Look for attorneys who:
- Specialize in car accident injury claims
- Have experience with your type of injury
- Have a track record of trial verdicts (not just settlements)
- Offer a free initial consultation
Schedule Follow-Up Medical Appointments
Your ER discharge papers will include follow-up recommendations. Schedule these appointments promptly — within the first week if possible. Continuity of care is critical for both your recovery and your claim. Common referrals include:
- Primary care physician
- Orthopedic specialist
- Neurologist (for head injuries)
- Physical therapist
- Pain management specialist
Don't Post on Social Media
This deserves its own section because it's that important. Do not post about the accident, your injuries, your activities, or your emotional state on any social media platform.

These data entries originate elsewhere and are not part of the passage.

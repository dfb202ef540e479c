//! Prometheus metrics endpoint.

use axum::extract::State;
use axum::http::{StatusCode, header};
use axum::response::IntoResponse;
use metrics::Unit;
use metrics_exporter_prometheus::PrometheusHandle;

/// Registers help text for the metrics this service records.
///
/// Call once after the recorder is installed.
pub fn describe() {
    metrics::describe_counter!(
        "pipeline_requests_total",
        "Dispatched requests by request name and terminal state"
    );
    metrics::describe_histogram!(
        "pipeline_request_duration_seconds",
        Unit::Seconds,
        "Time from dispatch to settlement"
    );
    metrics::describe_counter!(
        "entity_store_mutations_total",
        "Rows inserted, updated or deleted by entity kind"
    );
    metrics::describe_counter!("api_errors_total", "Error responses by HTTP status");
}

/// GET /metrics: current values in Prometheus text format.
pub async fn get(State(handle): State<PrometheusHandle>) -> impl IntoResponse {
    let body = handle.render();
    (
        StatusCode::OK,
        [(header::CONTENT_TYPE, "text/plain; version=0.0.4; charset=utf-8")],
        body,
    )
}
//! Pipeline error types.

use thiserror::Error;
use uuid::Uuid;

use crate::validation::ValidationFailures;

/// The closed set of failures a dispatch can surface.
///
/// `NotFound` and `Validation` are raised deliberately on the normal control
/// path and carry their payload to the caller untouched. `Internal` never
/// leaves the pipeline: the unhandled-exception behavior reduces it to
/// `Unhandled`.
#[derive(Debug, Error)]
pub enum PipelineError {
    /// The entity a request refers to does not exist.
    #[error("Entity \"{entity_kind}\" ({key}) was not found.")]
    NotFound {
        entity_kind: &'static str,
        key: String,
    },

    /// The request failed one or more validation rules.
    #[error("One or more validation failures have occurred: {0}")]
    Validation(ValidationFailures),

    /// An unexpected failure, reduced to the request name and a correlation id.
    #[error("An unknown error occurred for \"{request}\" ({correlation_id})")]
    Unhandled {
        request: &'static str,
        correlation_id: Uuid,
    },

    /// The request was cancelled before it completed.
    #[error("Request was cancelled")]
    Cancelled,

    /// A failure not modelled by the taxonomy, e.g. a store error.
    #[error("Internal error: {0}")]
    Internal(#[source] Box<dyn std::error::Error + Send + Sync>),
}

impl PipelineError {
    /// Creates a not-found error for the given entity kind and key.
    pub fn not_found(entity_kind: &'static str, key: impl std::fmt::Display) -> Self {
        PipelineError::NotFound {
            entity_kind,
            key: key.to_string(),
        }
    }

    /// Wraps an arbitrary failure for the unhandled-exception behavior to reduce.
    pub fn internal(error: impl Into<Box<dyn std::error::Error + Send + Sync>>) -> Self {
        PipelineError::Internal(error.into())
    }

    /// Returns true for the taxonomy members that reach callers unchanged.
    pub fn is_expected(&self) -> bool {
        !matches!(self, PipelineError::Internal(_))
    }
}

/// Result type for pipeline operations.
pub type Result<T> = std::result::Result<T, PipelineError>;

Insurance companies routinely monitor claimants' social media profiles. A photo of you smiling at a family dinner can be used to argue you're not really in pain. A check-in at a gym can undermine your claim of physical limitations.
The safest approach: assume everything you post will be shown to a jury.
The 24-Hour Checklist
Here's a summary checklist of everything that should be completed within the first 24 hours:
- [ ] Called 911 and filed a police report
- [ ] Documented the scene with photos and video
- [ ] Exchanged information with other drivers
- [ ] Collected witness contact information
- [ ] Received medical evaluation (ER or urgent care)
- [ ] Reported the accident to your insurance company
- [ ] Declined to speak with the at-fault driver's insurer
- [ ] Written a detailed account of the accident
- [ ] Organized all documents in one location
- [ ] Notified your employer
- [ ] Researched and contacted a personal injury attorney
- [ ] Scheduled follow-up medical appointments
- [ ] Locked down social media accounts
Why These 24 Hours Matter So Much
Insurance companies employ professionals whose entire job is to minimize what they pay you. They'll look for any reason to deny, delay, or devalue your claim. The evidence you create — and the mistakes you avoid — in the first 24 hours set the trajectory for everything that follows.
A well-documented, medically-treated, legally-protected claim that starts in the first 24 hours is worth significantly more than one where the victim waited a week to see a doctor, gave a recorded statement to the other driver's insurance company, and posted on Facebook that they were "doing okay."
The first 24 hours are the foundation. Build them carefully.